Items from a dataset:
**********
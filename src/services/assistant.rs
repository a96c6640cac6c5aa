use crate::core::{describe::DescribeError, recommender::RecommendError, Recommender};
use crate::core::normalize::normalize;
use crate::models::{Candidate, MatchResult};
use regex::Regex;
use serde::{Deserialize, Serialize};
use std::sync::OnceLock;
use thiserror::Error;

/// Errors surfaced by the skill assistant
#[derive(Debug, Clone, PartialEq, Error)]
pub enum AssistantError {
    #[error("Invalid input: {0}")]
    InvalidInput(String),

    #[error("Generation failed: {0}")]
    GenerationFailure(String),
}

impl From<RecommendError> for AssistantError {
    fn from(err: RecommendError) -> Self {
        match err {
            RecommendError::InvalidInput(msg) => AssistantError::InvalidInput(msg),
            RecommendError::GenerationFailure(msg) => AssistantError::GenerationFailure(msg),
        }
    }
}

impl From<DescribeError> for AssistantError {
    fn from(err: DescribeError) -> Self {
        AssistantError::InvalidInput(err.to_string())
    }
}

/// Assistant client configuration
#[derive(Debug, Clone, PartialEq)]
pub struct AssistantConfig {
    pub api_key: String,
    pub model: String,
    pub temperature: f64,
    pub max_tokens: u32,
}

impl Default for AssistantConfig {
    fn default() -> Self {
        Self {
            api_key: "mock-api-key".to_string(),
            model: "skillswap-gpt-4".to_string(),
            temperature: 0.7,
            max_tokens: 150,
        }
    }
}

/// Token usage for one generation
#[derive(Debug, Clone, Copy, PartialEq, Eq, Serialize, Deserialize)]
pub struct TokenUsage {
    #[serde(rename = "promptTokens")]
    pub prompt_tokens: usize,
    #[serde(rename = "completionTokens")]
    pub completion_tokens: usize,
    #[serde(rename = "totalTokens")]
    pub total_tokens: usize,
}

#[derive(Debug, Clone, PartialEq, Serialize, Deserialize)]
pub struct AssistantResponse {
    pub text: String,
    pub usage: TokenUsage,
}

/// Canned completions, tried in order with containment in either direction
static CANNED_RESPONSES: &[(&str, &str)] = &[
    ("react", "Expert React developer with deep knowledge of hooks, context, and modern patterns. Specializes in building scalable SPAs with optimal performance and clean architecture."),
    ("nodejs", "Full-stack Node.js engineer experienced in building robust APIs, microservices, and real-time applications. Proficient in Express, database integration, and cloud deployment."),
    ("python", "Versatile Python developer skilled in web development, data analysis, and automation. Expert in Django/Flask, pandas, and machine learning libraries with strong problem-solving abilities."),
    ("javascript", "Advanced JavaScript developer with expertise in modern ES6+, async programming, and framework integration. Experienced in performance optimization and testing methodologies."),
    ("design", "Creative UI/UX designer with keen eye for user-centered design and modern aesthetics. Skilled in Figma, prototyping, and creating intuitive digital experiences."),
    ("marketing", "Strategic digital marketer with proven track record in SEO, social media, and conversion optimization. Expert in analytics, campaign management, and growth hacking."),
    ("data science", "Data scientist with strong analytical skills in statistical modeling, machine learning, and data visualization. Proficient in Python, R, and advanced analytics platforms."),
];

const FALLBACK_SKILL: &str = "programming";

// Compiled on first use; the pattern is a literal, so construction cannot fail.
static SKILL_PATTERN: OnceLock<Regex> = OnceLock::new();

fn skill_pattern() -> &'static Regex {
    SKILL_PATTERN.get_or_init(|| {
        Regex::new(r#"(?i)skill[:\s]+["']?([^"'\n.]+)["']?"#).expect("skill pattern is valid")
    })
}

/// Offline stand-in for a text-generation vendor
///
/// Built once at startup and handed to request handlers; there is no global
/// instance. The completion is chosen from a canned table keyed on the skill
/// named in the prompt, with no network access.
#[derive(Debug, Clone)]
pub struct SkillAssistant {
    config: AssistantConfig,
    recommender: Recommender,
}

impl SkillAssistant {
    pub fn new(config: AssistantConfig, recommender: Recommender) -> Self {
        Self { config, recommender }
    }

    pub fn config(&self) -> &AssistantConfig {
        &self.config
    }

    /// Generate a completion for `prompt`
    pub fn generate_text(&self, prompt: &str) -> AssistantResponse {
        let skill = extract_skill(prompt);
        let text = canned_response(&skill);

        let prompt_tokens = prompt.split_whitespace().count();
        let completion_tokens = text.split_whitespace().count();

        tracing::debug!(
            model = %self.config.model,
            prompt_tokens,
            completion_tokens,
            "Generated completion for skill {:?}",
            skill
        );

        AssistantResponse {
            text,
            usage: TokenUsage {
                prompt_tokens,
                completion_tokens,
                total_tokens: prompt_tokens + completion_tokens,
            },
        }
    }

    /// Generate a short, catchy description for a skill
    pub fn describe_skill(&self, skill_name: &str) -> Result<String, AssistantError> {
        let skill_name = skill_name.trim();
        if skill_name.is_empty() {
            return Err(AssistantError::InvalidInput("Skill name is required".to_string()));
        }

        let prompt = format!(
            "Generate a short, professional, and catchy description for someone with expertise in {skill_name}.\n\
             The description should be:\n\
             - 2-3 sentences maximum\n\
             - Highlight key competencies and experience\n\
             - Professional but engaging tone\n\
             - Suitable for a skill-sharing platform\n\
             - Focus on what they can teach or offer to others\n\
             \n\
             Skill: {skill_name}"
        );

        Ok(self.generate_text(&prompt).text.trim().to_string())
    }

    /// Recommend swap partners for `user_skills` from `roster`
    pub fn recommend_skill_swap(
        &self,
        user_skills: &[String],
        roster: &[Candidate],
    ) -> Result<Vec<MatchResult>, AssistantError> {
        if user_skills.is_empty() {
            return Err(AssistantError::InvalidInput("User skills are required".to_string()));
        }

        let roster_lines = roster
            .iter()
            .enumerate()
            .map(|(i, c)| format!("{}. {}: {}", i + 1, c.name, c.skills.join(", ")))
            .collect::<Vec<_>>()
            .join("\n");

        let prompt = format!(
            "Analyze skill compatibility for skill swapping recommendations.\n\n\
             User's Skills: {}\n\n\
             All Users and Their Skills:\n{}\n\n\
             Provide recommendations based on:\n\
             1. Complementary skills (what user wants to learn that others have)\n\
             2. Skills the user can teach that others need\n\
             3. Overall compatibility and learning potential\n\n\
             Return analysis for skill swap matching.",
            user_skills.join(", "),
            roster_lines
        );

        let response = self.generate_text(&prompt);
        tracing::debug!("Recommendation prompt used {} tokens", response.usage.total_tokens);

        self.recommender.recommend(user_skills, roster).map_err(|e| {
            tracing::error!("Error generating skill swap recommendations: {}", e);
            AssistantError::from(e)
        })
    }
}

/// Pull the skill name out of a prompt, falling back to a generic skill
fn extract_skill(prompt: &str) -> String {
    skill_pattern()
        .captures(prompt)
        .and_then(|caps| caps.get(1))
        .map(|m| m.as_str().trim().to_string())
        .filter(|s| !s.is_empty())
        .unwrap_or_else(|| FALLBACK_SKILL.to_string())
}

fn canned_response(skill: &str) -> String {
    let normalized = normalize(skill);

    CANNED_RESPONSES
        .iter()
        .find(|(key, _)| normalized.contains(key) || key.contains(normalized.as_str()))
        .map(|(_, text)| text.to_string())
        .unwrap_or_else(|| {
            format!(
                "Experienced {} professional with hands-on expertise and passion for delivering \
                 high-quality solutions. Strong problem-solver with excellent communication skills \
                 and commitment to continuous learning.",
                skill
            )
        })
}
**********
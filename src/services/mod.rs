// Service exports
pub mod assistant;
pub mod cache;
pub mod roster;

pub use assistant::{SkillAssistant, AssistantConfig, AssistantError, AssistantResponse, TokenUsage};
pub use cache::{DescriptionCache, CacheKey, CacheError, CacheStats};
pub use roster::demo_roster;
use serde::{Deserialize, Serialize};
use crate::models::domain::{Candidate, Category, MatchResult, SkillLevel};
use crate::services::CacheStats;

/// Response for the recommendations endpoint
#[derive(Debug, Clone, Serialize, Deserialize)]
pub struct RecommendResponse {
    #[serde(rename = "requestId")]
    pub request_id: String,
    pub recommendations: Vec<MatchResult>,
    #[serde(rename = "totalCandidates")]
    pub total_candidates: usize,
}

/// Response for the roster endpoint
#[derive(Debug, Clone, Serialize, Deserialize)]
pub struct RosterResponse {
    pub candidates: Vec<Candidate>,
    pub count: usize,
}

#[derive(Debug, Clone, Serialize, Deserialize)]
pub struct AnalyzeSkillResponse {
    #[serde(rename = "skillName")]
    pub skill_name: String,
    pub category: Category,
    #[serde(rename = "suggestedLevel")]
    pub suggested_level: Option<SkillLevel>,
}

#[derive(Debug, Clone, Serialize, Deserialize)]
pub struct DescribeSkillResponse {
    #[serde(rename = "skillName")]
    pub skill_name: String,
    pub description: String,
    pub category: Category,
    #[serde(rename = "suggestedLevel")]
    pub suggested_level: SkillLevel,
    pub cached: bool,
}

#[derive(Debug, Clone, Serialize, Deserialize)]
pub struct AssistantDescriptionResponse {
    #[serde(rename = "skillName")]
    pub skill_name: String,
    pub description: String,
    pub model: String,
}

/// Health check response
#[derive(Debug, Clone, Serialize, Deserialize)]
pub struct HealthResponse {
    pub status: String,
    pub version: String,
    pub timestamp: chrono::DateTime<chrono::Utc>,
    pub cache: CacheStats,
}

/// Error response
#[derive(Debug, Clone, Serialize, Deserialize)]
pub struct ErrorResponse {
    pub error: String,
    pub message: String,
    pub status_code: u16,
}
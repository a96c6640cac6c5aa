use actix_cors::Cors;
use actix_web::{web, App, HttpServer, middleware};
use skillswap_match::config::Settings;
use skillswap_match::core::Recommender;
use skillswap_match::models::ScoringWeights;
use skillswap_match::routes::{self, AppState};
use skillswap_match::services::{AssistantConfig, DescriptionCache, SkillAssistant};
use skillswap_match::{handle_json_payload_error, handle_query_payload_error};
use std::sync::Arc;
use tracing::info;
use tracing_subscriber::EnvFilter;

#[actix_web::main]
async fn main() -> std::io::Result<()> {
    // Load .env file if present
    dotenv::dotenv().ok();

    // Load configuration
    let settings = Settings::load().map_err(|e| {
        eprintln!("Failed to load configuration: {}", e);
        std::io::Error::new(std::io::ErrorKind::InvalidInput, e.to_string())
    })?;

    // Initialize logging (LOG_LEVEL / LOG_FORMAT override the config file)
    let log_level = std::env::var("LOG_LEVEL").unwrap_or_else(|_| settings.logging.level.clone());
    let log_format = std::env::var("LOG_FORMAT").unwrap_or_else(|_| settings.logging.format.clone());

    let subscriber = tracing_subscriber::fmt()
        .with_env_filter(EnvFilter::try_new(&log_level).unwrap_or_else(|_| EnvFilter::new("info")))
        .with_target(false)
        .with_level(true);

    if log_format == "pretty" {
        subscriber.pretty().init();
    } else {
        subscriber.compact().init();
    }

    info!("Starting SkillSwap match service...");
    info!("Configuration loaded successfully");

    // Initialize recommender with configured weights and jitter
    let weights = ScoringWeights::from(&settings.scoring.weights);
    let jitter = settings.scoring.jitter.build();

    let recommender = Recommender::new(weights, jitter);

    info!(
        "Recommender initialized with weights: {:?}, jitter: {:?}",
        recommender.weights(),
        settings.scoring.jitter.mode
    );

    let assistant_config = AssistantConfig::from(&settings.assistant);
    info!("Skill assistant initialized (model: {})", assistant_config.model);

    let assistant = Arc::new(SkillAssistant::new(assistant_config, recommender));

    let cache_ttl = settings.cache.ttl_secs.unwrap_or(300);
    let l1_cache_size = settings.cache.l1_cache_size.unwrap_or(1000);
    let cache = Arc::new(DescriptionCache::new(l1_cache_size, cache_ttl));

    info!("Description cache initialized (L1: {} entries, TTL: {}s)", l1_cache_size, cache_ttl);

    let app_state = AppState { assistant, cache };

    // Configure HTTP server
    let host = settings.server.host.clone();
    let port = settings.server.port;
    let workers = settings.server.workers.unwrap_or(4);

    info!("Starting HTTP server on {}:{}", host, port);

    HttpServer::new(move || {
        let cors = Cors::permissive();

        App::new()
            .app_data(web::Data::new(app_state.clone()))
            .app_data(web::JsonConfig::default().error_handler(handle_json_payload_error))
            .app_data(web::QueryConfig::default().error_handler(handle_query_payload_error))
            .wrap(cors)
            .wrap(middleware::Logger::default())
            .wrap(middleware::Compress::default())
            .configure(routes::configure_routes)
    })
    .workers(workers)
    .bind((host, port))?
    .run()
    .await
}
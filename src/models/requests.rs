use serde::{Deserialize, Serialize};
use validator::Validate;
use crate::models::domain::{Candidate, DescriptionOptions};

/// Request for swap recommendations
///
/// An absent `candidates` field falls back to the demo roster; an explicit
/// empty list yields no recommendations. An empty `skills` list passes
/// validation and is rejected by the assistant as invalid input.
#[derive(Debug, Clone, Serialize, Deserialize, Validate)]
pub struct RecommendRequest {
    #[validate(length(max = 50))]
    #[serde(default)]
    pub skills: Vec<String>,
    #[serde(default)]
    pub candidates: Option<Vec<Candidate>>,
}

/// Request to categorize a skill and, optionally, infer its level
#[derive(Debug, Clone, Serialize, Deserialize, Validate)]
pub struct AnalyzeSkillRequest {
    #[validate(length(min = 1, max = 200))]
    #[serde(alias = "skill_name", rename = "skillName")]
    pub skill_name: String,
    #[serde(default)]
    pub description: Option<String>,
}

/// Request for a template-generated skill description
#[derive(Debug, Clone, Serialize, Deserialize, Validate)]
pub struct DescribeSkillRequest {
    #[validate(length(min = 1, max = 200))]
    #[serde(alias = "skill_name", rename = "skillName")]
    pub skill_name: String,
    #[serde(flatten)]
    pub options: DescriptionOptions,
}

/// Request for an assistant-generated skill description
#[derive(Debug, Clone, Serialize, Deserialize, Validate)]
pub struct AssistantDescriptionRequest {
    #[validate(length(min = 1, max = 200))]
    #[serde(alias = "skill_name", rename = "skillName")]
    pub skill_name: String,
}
**********
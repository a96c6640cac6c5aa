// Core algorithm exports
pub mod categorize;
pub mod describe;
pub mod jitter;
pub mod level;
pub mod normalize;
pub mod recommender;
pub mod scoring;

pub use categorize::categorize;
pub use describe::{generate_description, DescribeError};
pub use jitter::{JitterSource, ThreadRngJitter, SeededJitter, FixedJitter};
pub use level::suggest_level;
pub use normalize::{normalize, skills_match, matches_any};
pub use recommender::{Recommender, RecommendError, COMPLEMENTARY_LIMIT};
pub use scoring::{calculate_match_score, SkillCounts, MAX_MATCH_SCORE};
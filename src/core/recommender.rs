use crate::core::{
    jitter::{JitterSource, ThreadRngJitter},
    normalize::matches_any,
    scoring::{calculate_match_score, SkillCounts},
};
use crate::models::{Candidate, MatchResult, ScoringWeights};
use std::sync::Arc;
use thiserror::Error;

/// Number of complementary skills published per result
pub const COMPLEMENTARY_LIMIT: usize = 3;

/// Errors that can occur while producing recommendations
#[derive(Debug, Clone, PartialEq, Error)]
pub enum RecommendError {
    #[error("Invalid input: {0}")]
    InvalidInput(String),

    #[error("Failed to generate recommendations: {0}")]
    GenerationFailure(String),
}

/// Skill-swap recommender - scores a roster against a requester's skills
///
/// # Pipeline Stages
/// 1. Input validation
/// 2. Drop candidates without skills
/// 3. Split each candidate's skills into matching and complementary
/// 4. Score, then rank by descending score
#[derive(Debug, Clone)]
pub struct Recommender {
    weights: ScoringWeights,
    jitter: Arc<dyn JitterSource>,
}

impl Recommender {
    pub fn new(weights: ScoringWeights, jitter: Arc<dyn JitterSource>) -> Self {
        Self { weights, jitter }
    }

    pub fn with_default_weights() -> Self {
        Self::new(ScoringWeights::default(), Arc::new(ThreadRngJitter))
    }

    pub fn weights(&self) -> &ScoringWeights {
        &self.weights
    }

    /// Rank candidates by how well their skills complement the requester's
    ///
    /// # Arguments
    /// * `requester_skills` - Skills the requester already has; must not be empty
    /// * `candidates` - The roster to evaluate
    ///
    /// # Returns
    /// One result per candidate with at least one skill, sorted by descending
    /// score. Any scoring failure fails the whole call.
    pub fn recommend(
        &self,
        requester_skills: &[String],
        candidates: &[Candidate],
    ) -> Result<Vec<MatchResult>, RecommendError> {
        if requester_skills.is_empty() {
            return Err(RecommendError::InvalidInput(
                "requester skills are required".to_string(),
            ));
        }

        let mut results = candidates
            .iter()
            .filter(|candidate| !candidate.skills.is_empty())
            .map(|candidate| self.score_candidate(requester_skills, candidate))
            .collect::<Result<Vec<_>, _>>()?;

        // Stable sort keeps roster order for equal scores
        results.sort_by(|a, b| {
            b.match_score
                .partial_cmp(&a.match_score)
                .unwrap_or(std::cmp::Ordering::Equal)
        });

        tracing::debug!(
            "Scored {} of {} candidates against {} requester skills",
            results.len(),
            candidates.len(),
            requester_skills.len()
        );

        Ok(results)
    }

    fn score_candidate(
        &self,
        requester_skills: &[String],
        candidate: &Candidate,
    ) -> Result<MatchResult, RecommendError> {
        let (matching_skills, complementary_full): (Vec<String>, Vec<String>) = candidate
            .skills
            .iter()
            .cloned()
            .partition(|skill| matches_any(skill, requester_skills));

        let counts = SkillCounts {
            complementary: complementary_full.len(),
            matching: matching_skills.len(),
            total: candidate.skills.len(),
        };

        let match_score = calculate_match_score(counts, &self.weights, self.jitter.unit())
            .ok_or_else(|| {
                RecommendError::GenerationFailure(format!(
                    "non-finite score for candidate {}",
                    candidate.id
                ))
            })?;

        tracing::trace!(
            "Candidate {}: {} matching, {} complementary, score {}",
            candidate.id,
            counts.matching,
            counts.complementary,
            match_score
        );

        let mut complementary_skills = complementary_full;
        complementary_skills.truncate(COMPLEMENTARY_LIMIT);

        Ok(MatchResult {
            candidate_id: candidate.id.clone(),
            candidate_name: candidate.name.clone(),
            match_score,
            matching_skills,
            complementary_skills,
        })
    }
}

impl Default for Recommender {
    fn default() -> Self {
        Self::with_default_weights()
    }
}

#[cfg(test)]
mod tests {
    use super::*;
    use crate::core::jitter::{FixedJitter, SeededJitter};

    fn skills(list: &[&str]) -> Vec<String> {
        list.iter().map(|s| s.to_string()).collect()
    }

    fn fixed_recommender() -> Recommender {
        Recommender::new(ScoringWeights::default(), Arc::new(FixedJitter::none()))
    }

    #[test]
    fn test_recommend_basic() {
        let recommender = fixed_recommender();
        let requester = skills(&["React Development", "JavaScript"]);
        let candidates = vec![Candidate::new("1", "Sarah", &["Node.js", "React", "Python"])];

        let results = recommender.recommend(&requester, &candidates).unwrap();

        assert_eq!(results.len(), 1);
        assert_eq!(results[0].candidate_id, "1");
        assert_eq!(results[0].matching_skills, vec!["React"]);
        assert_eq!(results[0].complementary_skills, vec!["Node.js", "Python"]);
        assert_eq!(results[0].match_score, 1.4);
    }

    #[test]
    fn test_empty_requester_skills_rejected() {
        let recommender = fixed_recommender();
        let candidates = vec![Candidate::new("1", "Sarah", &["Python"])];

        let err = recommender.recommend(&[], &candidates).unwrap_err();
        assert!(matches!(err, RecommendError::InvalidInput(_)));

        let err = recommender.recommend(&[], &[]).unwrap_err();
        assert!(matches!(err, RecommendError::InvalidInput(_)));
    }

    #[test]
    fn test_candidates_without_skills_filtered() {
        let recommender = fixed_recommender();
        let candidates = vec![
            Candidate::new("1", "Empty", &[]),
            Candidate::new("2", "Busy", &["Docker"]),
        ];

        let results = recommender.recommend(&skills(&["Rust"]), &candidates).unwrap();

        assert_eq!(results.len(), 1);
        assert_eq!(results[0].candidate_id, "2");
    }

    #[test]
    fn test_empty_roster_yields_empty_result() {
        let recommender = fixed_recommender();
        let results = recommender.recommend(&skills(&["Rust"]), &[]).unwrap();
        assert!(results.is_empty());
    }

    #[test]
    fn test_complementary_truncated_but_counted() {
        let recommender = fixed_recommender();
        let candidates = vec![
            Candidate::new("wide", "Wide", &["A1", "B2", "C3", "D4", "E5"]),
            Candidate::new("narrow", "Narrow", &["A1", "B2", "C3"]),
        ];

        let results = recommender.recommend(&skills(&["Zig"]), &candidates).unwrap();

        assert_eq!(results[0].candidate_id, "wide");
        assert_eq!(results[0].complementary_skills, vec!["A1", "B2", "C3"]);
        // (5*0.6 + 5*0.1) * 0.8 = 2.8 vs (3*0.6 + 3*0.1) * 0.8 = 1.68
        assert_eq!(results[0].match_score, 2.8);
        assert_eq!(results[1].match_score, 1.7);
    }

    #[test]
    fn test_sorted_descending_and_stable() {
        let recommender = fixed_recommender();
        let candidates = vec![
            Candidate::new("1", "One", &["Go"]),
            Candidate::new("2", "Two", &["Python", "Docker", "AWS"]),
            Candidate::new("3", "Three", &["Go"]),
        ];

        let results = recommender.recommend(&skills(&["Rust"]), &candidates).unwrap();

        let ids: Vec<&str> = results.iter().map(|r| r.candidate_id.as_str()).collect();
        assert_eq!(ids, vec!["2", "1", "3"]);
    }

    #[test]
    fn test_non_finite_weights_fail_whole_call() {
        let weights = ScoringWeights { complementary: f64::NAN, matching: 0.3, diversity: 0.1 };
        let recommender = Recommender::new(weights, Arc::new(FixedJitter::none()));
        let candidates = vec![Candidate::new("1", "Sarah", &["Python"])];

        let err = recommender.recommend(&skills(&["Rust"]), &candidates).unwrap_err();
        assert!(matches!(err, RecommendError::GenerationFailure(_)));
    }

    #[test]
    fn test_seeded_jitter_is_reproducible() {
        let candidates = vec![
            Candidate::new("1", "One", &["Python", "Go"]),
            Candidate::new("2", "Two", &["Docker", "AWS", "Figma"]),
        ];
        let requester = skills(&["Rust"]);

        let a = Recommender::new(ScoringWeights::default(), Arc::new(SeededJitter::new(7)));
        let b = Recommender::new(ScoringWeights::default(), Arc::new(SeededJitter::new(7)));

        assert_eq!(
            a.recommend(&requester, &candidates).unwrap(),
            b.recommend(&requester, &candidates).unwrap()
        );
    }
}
**********
Copy out every line of the data where the word "none" occurs.

ANSWER TO THIS PROBLEM
        Recommender::new(ScoringWeights::default(), Arc::new(FixedJitter::none()))
        let recommender = Recommender::new(weights, Arc::new(FixedJitter::none()));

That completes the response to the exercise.